EASY COME, EASY GO: ROSEANNE’S FIRING ENDS REVIVAL OF CLASSIC SHOW
Roseanne Barr said something racist towards Valerie Jarrett yesterday and as a result, her show that had been successfully revived on ABC was cancelled.
I certainly understand the firing, but it is not like ABC did not know what they were getting.
Leaving aside ABC’s hypocrisy of firing Roseanne the same week they re-hired perennial nutcase Keith Olbermann, the outrage of Roseanne’s comments is bizarre if only because this is far from the first time she has talked like this on social media.
They knew damn well what she was like and hired her, anyway, then fired her for being exactly what they always knew she was.
Not sure I get any of it, but maybe that is just my cross to bear.
It is a shame, though, because the revival of the show was great.
After two decades, it returned to the airwaves and did not seem to miss a beat.
Roseanne Barr broke the mold in 1988 when her sitcom “Roseanne” took the country by storm. What made the show so interesting was that it was not your typical sitcom with pretty people in a nice setting.
Roseanne herself was an overweight mom who did not fit the prototype of a woman you would see as the star of a primetime series at that time.
And the show dealt with real issues in real ways. Nobody gave us a better window into working class families in the Midwest than the Conners. Plus, they did it with the type of humor and humility you just could not find on network television.
This is why I was a little nervous when I heard the show was being revived after being gone for over 20 years. I was worried it would not live up to the ground-breaking work it had been known for during its original run.

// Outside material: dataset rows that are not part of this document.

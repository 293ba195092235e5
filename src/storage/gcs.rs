//! Google Cloud Storage backend implementation.

use object_store::gcp::GoogleCloudStorageBuilder;
use object_store::path::Path;
use object_store::{ObjectStore, RetryConfig};
use snafu::prelude::*;
use std::collections::HashMap;
use std::sync::Arc;
use tracing::debug;

use crate::error::{GcsConfigSnafu, StorageError};

use super::{BackendConfig, StorageProvider};

/// Google Cloud Storage configuration.
#[derive(Debug, Clone, PartialEq, Eq)]
pub struct GcsConfig {
    pub bucket: String,
    pub key: Option<Path>,
}

impl StorageProvider {
    pub(super) async fn construct_gcs(config: GcsConfig) -> Result<Self, StorageError> {
        let mut builder = GoogleCloudStorageBuilder::from_env()
            .with_bucket_name(&config.bucket)
            .with_retry(RetryConfig::default());

        if let Ok(service_account_key) = std::env::var("GOOGLE_SERVICE_ACCOUNT_KEY") {
            debug!("Constructing GCS builder with service account key");
            builder = builder.with_service_account_key(&service_account_key);
        }

        let mut canonical_url = format!("https://{}.storage.googleapis.com", config.bucket);
        if let Some(key) = &config.key {
            canonical_url = format!("{canonical_url}/{key}");
        }

        let object_store: Arc<dyn ObjectStore> = Arc::new(builder.build().context(GcsConfigSnafu)?);

        Ok(Self {
            config: BackendConfig::Gcs(config),
            object_store,
            canonical_url,
            storage_options: HashMap::new(),
        })
    }
}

Thankfully, those doubts were quickly erased and the show delivered in a big way.
One of the biggest controversies surrounding the show had been the fact that Roseanne Barr herself is a big Trump supporter.
That went against the grain Hollywood but even more so it has been taboo for television and movies. The only “Pro Trump” characters had been major villains and certainly no sympathetic lead in a movie or series fit that description despite half the country voting for the president.
Until Roseanne came back onto the scene.
Roseanne Barr decided to make her character Roseanne Conner into a Trump supporter because it felt real to her. The character is a working class white woman from the Midwest — many of whom helped get the president elected.
Barr saw an opportunity to stay true to herself and offer a different perspective, so she took it and ran with it. She was a trailblazer then and continues to be one now.
And once agan the show delivered in feeling real in every way.
Roseanne and her sister Jackie, once close as can be, had drifted apart because of their arguments over Trump and Clinton. This is a very common family dynamic these days, but only Roseanne has hit on it yet.
Roseanne’s husband Dan (John Goodman) was part of another very authentic feeling storyline, where his grandson was dressing like a girl and he had the reaction most men in his situation would — he was uncomfortable with it, and while he still loved his grandson, he feared the reality of how other kids would treat him.
As for the cast, they were in top form as they had always been in the past. Roseanne Barr and John Goodman have an incredible chemistry that you pray for as a casting director. They play off of each other masterfully, and Barr herself has not lost an inch of her comedic timing.
Speaking of comedic timing, Sara Gilbert as their daughter Darlene was once again phenomenal as the sarcastic insult machine with impeccable delivery.
And Laurie Metcalf — who was a treasure the first time around as Roseanne’s sister Jackie and has been outstanding as Sheldon’s mother in “Big Bang Theory” since — was as great as she has ever been.
They say you can’t go home again. And maybe you can’t. But can you wake up from a 20 year nap and still have the magic touch inside of you?
I’d say the cast of Roseanne proved that you most certainly can.
Even if that magic does not last forever.